Museum in Mariposa, California, United States

The California State Mining and Mineral Museum exhibits and interprets the state's mineral resources and mining heritage. It is part of the California state park system, and is located near Mariposa, a town in central California, on the premises of the Mariposa County fairgrounds.

The museum houses a collection that was created in 1880, with the establishment of the California State Mining Bureau. Henry G. Hanks was the first California State Mineralogist and was tasked with managing the collection. The collection was housed in the Ferry Building in San Francisco until 1983. The collection was moved at the Mariposa County Fairgrounds in 1986. Responsibility for it was transferred from the California Department of Conservation to the California Department of Parks & Recreation in 1999. It is the only California State Park without associated land. The international collection holds over 13,000 minerals, rocks, gems, fossils, and historic artifacts.

==Popular exhibits==

Exhibits include the crystalline gold Fricot Nugget, weighing 201 troy ounces (6.25 kg), the largest found during the California Gold Rush; a working scale model of a stamp mill over 100 years old, demonstrating the process of extracting gold from quartz rock; and a replica hard rock mine tunnel that allows visitors to better understand California's hard rock mines.
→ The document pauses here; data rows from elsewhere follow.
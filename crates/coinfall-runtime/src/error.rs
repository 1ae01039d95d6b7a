//! Error types for coinfall-runtime

use thiserror::Error;

/// Runtime error type
#[derive(Error, Debug)]
pub enum Error {
    #[error("Core error: {0}")]
    Core(#[from] coinfall_core::Error),

    #[error("Database error: {0}")]
    Db(#[from] coinfall_db::Error),

    /// A background job iteration panicked
    #[error("Job {job} panicked: {message}")]
    JobPanicked { job: &'static str, message: String },
}

/// Result type alias
pub type Result<T> = std::result::Result<T, Error>;
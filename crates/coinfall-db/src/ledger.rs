//! Ledger of player-placed blocks
//!
//! A block placed by a player is recorded by its block-granular key. When
//! that block is broken again the host checks the ledger and skips the drop,
//! which stops place/break farming.
//!
//! The table is a concurrent map, so the tick thread can record and check
//! while the cleanup job prunes. Only one caller evicts at a time; others
//! that overflow the cap meanwhile just insert.

use crate::error::Result;
use crate::store::Store;
use coinfall_core::config::AntiDuplicationConfig;
use coinfall_core::{BlockKey, Millis, TimeSource};
use dashmap::DashMap;
use parking_lot::Mutex;
use std::sync::Arc;
use tracing::{debug, info, warn};

/// Placed-block keys and their placement time
pub struct PlacementLedger {
    config: AntiDuplicationConfig,
    clock: Arc<dyn TimeSource>,
    entries: DashMap<BlockKey, Millis>,
    store: Option<Arc<Store>>,
    evicting: Mutex<()>,
}

impl PlacementLedger {
    /// Ledger without persistence
    pub fn new(config: AntiDuplicationConfig, clock: Arc<dyn TimeSource>) -> Self {
        Self {
            config,
            clock,
            entries: DashMap::new(),
            store: None,
            evicting: Mutex::new(()),
        }
    }

    /// Ledger that loads from and saves to `store` when `persist_data` is on
    pub fn with_store(
        config: AntiDuplicationConfig,
        clock: Arc<dyn TimeSource>,
        store: Arc<Store>,
    ) -> Self {
        Self {
            store: Some(store),
            ..Self::new(config, clock)
        }
    }

    pub fn is_enabled(&self) -> bool {
        self.config.enabled
    }

    pub fn config(&self) -> &AntiDuplicationConfig {
        &self.config
    }

    fn persistent_store(&self) -> Option<&Store> {
        if self.config.enabled && self.config.persist_data {
            self.store.as_deref()
        } else {
            None
        }
    }

    /// Record a player-placed block at the current time
    pub fn record(&self, key: BlockKey) {
        if !self.config.enabled {
            return;
        }
        self.entries.insert(key, self.clock.now_millis());
        if self.entries.len() > self.config.max_tracked_blocks {
            self.evict_oldest();
        }
    }

    /// Whether `key` was placed by a player
    pub fn contains(&self, key: &BlockKey) -> bool {
        self.config.enabled && self.entries.contains_key(key)
    }

    /// Forget `key`; returns whether it was recorded
    pub fn remove(&self, key: &BlockKey) -> bool {
        self.entries.remove(key).is_some()
    }

    /// Placement time of `key`
    pub fn placed_at(&self, key: &BlockKey) -> Option<Millis> {
        self.entries.get(key).map(|entry| *entry.value())
    }

    pub fn len(&self) -> usize {
        self.entries.len()
    }

    pub fn is_empty(&self) -> bool {
        self.entries.is_empty()
    }

    fn evict_oldest(&self) {
        let Some(_guard) = self.evicting.try_lock() else {
            return;
        };
        let len = self.entries.len();
        let cap = self.config.max_tracked_blocks;
        if len <= cap {
            return;
        }
        let fraction = self.config.eviction_fraction.clamp(0.0, 1.0);
        let count = ((len as f64 * fraction).ceil() as usize)
            .max(len - cap)
            .min(len);

        let mut by_age: Vec<(Millis, BlockKey)> = self
            .entries
            .iter()
            .map(|entry| (*entry.value(), entry.key().clone()))
            .collect();
        by_age.sort_unstable_by_key(|(placed_at, _)| *placed_at);
        for (_, key) in by_age.into_iter().take(count) {
            self.entries.remove(&key);
        }

        debug!(evicted = count, remaining = self.entries.len(), "Evicted oldest placements");
    }

    /// Drop records older than the configured maximum age
    ///
    /// Returns the number removed; 0 when age pruning is disabled.
    pub fn cleanup_expired(&self) -> usize {
        let Some(max_age) = self.config.max_age_millis() else {
            return 0;
        };
        let now = self.clock.now_millis();
        let mut removed = 0;
        self.entries.retain(|_, placed_at| {
            let keep = now.saturating_sub(*placed_at) <= max_age;
            if !keep {
                removed += 1;
            }
            keep
        });
        if removed > 0 {
            debug!(removed, remaining = self.entries.len(), "Pruned expired placements");
        }
        removed
    }

    fn is_fresh(&self, placed_at: Millis, now: Millis) -> bool {
        match self.config.max_age_millis() {
            Some(max_age) => now.saturating_sub(placed_at) <= max_age,
            None => true,
        }
    }

    /// Replace the ledger with stored placements, skipping expired and
    /// malformed rows
    pub fn load(&self) -> Result<usize> {
        let Some(store) = self.persistent_store() else {
            return Ok(0);
        };
        self.entries.clear();
        let now = self.clock.now_millis();
        let mut loaded = 0;
        for (raw, placed_at) in store.load_placements()? {
            let key: BlockKey = match raw.parse() {
                Ok(key) => key,
                Err(e) => {
                    warn!(error = %e, "Skipping stored placement");
                    continue;
                }
            };
            if self.is_fresh(placed_at, now) {
                self.entries.insert(key, placed_at);
                loaded += 1;
            }
        }
        if self.entries.len() > self.config.max_tracked_blocks {
            self.evict_oldest();
        }
        info!(loaded, tracked = self.entries.len(), "Loaded placed blocks");
        Ok(loaded)
    }

    /// Write every fresh record to the store, replacing what was there
    pub fn save(&self) -> Result<usize> {
        let Some(store) = self.persistent_store() else {
            return Ok(0);
        };
        let now = self.clock.now_millis();
        let rows: Vec<(String, Millis)> = self
            .entries
            .iter()
            .filter(|entry| self.is_fresh(*entry.value(), now))
            .map(|entry| (entry.key().to_string(), *entry.value()))
            .collect();
        store.save_placements(&rows)?;
        info!(saved = rows.len(), "Saved placed blocks");
        Ok(rows.len())
    }

    /// Forget every record, persisting the empty ledger when enabled
    pub fn clear_all(&self) -> Result<()> {
        self.entries.clear();
        if let Some(store) = self.persistent_store() {
            store.save_placements(&[])?;
        }
        Ok(())
    }

    /// Save if persistence is on, then release memory
    pub fn shutdown(&self) -> Result<()> {
        let saved = self.save();
        self.entries.clear();
        saved.map(|_| ())
    }
}
//! Identity types for world objects and players

use serde::{Deserialize, Serialize};
use std::fmt;

/// Opaque handle of an entity living in the host world
///
/// Minted by the world when an entity spawns and never reused.
#[derive(Debug, Clone, Copy, PartialEq, Eq, Hash, PartialOrd, Ord, Serialize, Deserialize)]
pub struct EntityId(pub u64);

impl EntityId {
    /// Create a new entity ID
    pub fn new(id: u64) -> Self {
        Self(id)
    }

    /// Get the raw ID value
    pub fn raw(&self) -> u64 {
        self.0
    }
}

impl fmt::Display for EntityId {
    fn fmt(&self, f: &mut fmt::Formatter<'_>) -> fmt::Result {
        write!(f, "entity:{}", self.0)
    }
}

/// Unique identifier for a connected player
#[derive(Debug, Clone, Copy, PartialEq, Eq, Hash, Serialize, Deserialize)]
pub struct PlayerId(pub u64);

impl PlayerId {
    pub fn new(id: u64) -> Self {
        Self(id)
    }

    pub fn raw(&self) -> u64 {
        self.0
    }
}

impl fmt::Display for PlayerId {
    fn fmt(&self, f: &mut fmt::Formatter<'_>) -> fmt::Result {
        write!(f, "player:{}", self.0)
    }
}

/// Name of a world (dimension) in the host simulation
#[derive(Debug, Clone, PartialEq, Eq, Hash, PartialOrd, Ord, Serialize, Deserialize)]
#[serde(transparent)]
pub struct WorldId(pub String);

impl WorldId {
    pub fn new(name: impl Into<String>) -> Self {
        Self(name.into())
    }

    /// Get the world name as a string slice
    pub fn as_str(&self) -> &str {
        &self.0
    }
}

impl fmt::Display for WorldId {
    fn fmt(&self, f: &mut fmt::Formatter<'_>) -> fmt::Result {
        write!(f, "{}", self.0)
    }
}

impl From<&str> for WorldId {
    fn from(s: &str) -> Self {
        Self::new(s)
    }
}

impl From<String> for WorldId {
    fn from(s: String) -> Self {
        Self(s)
    }
}

#[cfg(test)]
mod tests {
    use super::*;

    #[test]
    fn test_entity_id() {
        let id = EntityId::new(42);
        assert_eq!(id.raw(), 42);
        assert_eq!(format!("{}", id), "entity:42");
    }

    #[test]
    fn test_world_id() {
        let id = WorldId::from("world_nether");
        assert_eq!(id.as_str(), "world_nether");
        assert_eq!(id.to_string(), "world_nether");
    }
}
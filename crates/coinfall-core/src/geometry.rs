//! World positions and block-granular keys

use crate::WorldId;
use serde::{Deserialize, Serialize};
use std::fmt;
use std::str::FromStr;

/// A continuous position inside a named world
#[derive(Debug, Clone, PartialEq, Serialize, Deserialize)]
pub struct Location {
    pub world: WorldId,
    pub x: f64,
    pub y: f64,
    pub z: f64,
}

impl Location {
    /// Create a new location
    pub fn new(world: impl Into<WorldId>, x: f64, y: f64, z: f64) -> Self {
        Self {
            world: world.into(),
            x,
            y,
            z,
        }
    }

    /// Copy of this location shifted by the given deltas
    pub fn offset(&self, dx: f64, dy: f64, dz: f64) -> Self {
        Self {
            world: self.world.clone(),
            x: self.x + dx,
            y: self.y + dy,
            z: self.z + dz,
        }
    }

    /// Copy of this location raised by `height`
    pub fn up(&self, height: f64) -> Self {
        self.offset(0.0, height, 0.0)
    }

    pub fn same_world(&self, other: &Location) -> bool {
        self.world == other.world
    }

    /// Squared euclidean distance, or `None` across worlds
    pub fn distance_squared(&self, other: &Location) -> Option<f64> {
        if !self.same_world(other) {
            return None;
        }
        let dx = self.x - other.x;
        let dy = self.y - other.y;
        let dz = self.z - other.z;
        Some(dx * dx + dy * dy + dz * dz)
    }

    /// Same world and no further than `radius`
    pub fn within(&self, other: &Location, radius: f64) -> bool {
        self.distance_squared(other)
            .is_some_and(|d2| d2 <= radius * radius)
    }

    /// The block cell containing this location
    pub fn block(&self) -> BlockKey {
        BlockKey::new(
            self.world.clone(),
            self.x.floor() as i32,
            self.y.floor() as i32,
            self.z.floor() as i32,
        )
    }
}

/// Block-granular coordinate key, rendered as `world:x:y:z`
///
/// Coarse on purpose: anything within the same block cell maps to the same key.
#[derive(Debug, Clone, PartialEq, Eq, Hash, PartialOrd, Ord, Serialize, Deserialize)]
pub struct BlockKey {
    pub world: WorldId,
    pub x: i32,
    pub y: i32,
    pub z: i32,
}

impl BlockKey {
    pub fn new(world: impl Into<WorldId>, x: i32, y: i32, z: i32) -> Self {
        Self {
            world: world.into(),
            x,
            y,
            z,
        }
    }

    /// Centre of the block cell
    pub fn center(&self) -> Location {
        Location::new(
            self.world.clone(),
            self.x as f64 + 0.5,
            self.y as f64 + 0.5,
            self.z as f64 + 0.5,
        )
    }
}

impl From<&Location> for BlockKey {
    fn from(location: &Location) -> Self {
        location.block()
    }
}

impl fmt::Display for BlockKey {
    fn fmt(&self, f: &mut fmt::Formatter<'_>) -> fmt::Result {
        write!(f, "{}:{}:{}:{}", self.world, self.x, self.y, self.z)
    }
}

/// Error returned when a stored key is not `world:x:y:z`
#[derive(Debug, Clone, PartialEq, Eq)]
pub struct ParseBlockKeyError(pub String);

impl fmt::Display for ParseBlockKeyError {
    fn fmt(&self, f: &mut fmt::Formatter<'_>) -> fmt::Result {
        write!(f, "malformed block key: {}", self.0)
    }
}

impl std::error::Error for ParseBlockKeyError {}

impl FromStr for BlockKey {
    type Err = ParseBlockKeyError;

    fn from_str(s: &str) -> Result<Self, Self::Err> {
        // World names may themselves contain ':', so split from the right
        let mut parts = s.rsplitn(4, ':');
        let err = || ParseBlockKeyError(s.to_string());
        let z = parts.next().and_then(|p| p.parse().ok()).ok_or_else(err)?;
        let y = parts.next().and_then(|p| p.parse().ok()).ok_or_else(err)?;
        let x = parts.next().and_then(|p| p.parse().ok()).ok_or_else(err)?;
        let world = parts.next().filter(|w| !w.is_empty()).ok_or_else(err)?;
        Ok(Self::new(world, x, y, z))
    }
}
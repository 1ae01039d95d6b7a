//! Interface to the host world simulation
//!
//! Everything coinfall needs from the game server goes through [`World`]:
//! entity spawn/remove/validity, positions, label text, name visibility,
//! the set of connected players and chat delivery. Implementations must be
//! callable from the tick thread and from background workers alike.

mod memory;

pub use memory::{MemoryEntity, MemoryEntityKind, MemoryWorld};

use crate::{CurrencySource, EntityId, Location, PlayerId, Result};

/// A connected player who can see world objects
#[derive(Debug, Clone, PartialEq)]
pub struct Observer {
    pub id: PlayerId,
    pub name: String,
    pub location: Location,
}

/// Host world operations
pub trait World: Send + Sync {
    /// Whether the entity still exists and is alive
    fn is_valid(&self, entity: EntityId) -> bool;

    /// Current location, `None` once the entity is gone
    fn location(&self, entity: EntityId) -> Option<Location>;

    /// Remove an entity; removing a missing entity is a no-op
    fn remove(&self, entity: EntityId);

    /// Drop a currency item carrying `amount` at `at`
    fn spawn_currency(&self, at: &Location, amount: u32, source: CurrencySource)
        -> Result<EntityId>;

    /// Rewrite the amount carried by a currency item
    fn set_amount(&self, entity: EntityId, amount: u32) -> Result<()>;

    /// Spawn a non-physical, non-interactive text marker
    fn spawn_label(&self, at: &Location, text: &str) -> Result<EntityId>;

    /// Replace the visible text of a label
    fn set_text(&self, entity: EntityId, text: &str) -> Result<()>;

    /// Move `follower` to the location of `target` raised by `dy`
    ///
    /// Fails with [`crate::Error::EntityGone`] naming whichever of the two
    /// no longer exists.
    fn follow(&self, follower: EntityId, target: EntityId, dy: f64) -> Result<()>;

    /// Toggle whether the entity's name is rendered
    fn set_name_visible(&self, entity: EntityId, visible: bool) -> Result<()>;

    /// Players currently present
    fn observers(&self) -> Vec<Observer>;

    /// Deliver a chat message to one player
    fn send_message(&self, player: PlayerId, message: &str);

    /// Deliver a chat message to every present player
    fn broadcast(&self, message: &str) {
        for observer in self.observers() {
            self.send_message(observer.id, message);
        }
    }
}
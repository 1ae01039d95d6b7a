//! Drop rules and the world filter
//!
//! Amounts are written by operators as `"min-max"` or `"n"`. Parsing is
//! lenient: a bound that fails to parse becomes 1, and so does a string
//! that is neither form.

use crate::config::{DropRuleConfig, DropsConfig, WorldsConfig};
use crate::{DropRng, WorldId};
use std::collections::{HashMap, HashSet};
use std::fmt;
use tracing::warn;

/// Inclusive amount range
#[derive(Debug, Clone, Copy, PartialEq, Eq)]
pub struct AmountRange {
    pub min: u32,
    pub max: u32,
}

impl AmountRange {
    pub fn new(min: u32, max: u32) -> Self {
        if min <= max {
            Self { min, max }
        } else {
            Self { min: max, max: min }
        }
    }

    pub fn fixed(amount: u32) -> Self {
        Self::new(amount, amount)
    }

    /// Parse `"min-max"` or `"n"`
    pub fn parse(s: &str) -> Self {
        let s = s.trim();
        if s.contains('-') {
            let parts: Vec<&str> = s.split('-').collect();
            if parts.len() == 2 {
                let min = parts[0].trim().parse().unwrap_or(1);
                let max = parts[1].trim().parse().unwrap_or(1);
                Self::new(min, max)
            } else {
                Self::fixed(1)
            }
        } else {
            Self::fixed(s.parse().unwrap_or(1))
        }
    }

    pub fn roll(&self, rng: &mut DropRng) -> u32 {
        rng.range_u32(self.min, self.max)
    }
}

impl fmt::Display for AmountRange {
    fn fmt(&self, f: &mut fmt::Formatter<'_>) -> fmt::Result {
        if self.min == self.max {
            write!(f, "{}", self.min)
        } else {
            write!(f, "{}-{}", self.min, self.max)
        }
    }
}

/// Amount and chance for one mob or block kind
#[derive(Debug, Clone, Copy, PartialEq, Eq)]
pub struct DropRule {
    pub amount: AmountRange,
    /// Percent, values above 100 always drop
    pub chance: u32,
}

impl DropRule {
    /// Roll chance then amount; `None` when nothing drops
    pub fn roll(&self, rng: &mut DropRng) -> Option<u32> {
        if rng.roll_percent() > self.chance {
            return None;
        }
        let amount = self.amount.roll(rng);
        (amount > 0).then_some(amount)
    }
}

/// Drop rules for mobs and blocks with table-wide defaults
#[derive(Debug, Clone)]
pub struct DropTable {
    default_rule: DropRule,
    mobs: HashMap<String, DropRule>,
    blocks: HashMap<String, DropRule>,
}

impl DropTable {
    pub fn from_config(config: &DropsConfig) -> Self {
        let default_rule = DropRule {
            amount: AmountRange::parse(&config.default_amount),
            chance: config.default_chance,
        };
        let resolve = |rules: &HashMap<String, DropRuleConfig>| {
            rules
                .iter()
                .map(|(kind, rule)| {
                    let amount = rule
                        .amount
                        .as_deref()
                        .map(AmountRange::parse)
                        .unwrap_or(default_rule.amount);
                    let chance = rule.chance.unwrap_or(default_rule.chance);
                    (kind.to_lowercase(), DropRule { amount, chance })
                })
                .collect()
        };
        Self {
            default_rule,
            mobs: resolve(&config.mobs),
            blocks: resolve(&config.blocks),
        }
    }

    /// Rule for a mob kind, case-insensitive
    pub fn mob(&self, kind: &str) -> DropRule {
        self.mobs
            .get(&kind.to_lowercase())
            .copied()
            .unwrap_or(self.default_rule)
    }

    /// Rule for a block kind, case-insensitive
    pub fn block(&self, kind: &str) -> DropRule {
        self.blocks
            .get(&kind.to_lowercase())
            .copied()
            .unwrap_or(self.default_rule)
    }
}

/// Which worlds the plugin reacts in
#[derive(Debug, Clone, PartialEq, Eq)]
pub enum WorldFilter {
    All,
    Whitelist(HashSet<String>),
    Blacklist(HashSet<String>),
}

impl WorldFilter {
    pub fn from_config(config: &WorldsConfig) -> Self {
        let list = || config.list.iter().cloned().collect::<HashSet<_>>();
        match config.mode.to_lowercase().as_str() {
            "all" => WorldFilter::All,
            "whitelist" => WorldFilter::Whitelist(list()),
            "blacklist" => WorldFilter::Blacklist(list()),
            other => {
                warn!(mode = other, "Unknown world mode, enabling all worlds");
                WorldFilter::All
            }
        }
    }

    pub fn is_enabled(&self, world: &WorldId) -> bool {
        match self {
            WorldFilter::All => true,
            WorldFilter::Whitelist(worlds) => worlds.contains(world.as_str()),
            WorldFilter::Blacklist(worlds) => !worlds.contains(world.as_str()),
        }
    }
}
The California State Mining and Mineral Museum has artifacts from the Mother Lode, along with international gems, stones, and other artifacts.

==Closure proposal==
The California Mining and Mineral Museum was one of the 48 California state parks proposed for closure in January 2008 during the Arnold Schwarzenegger Administration as part of a deficit reduction program.

==Theft==
On October 1, 2012, thieves stole an estimated $2 million in gold and gems, but were unable to take the Fricot Nugget. Five men were arrested, but the stolen items had not been recovered as of early 2022.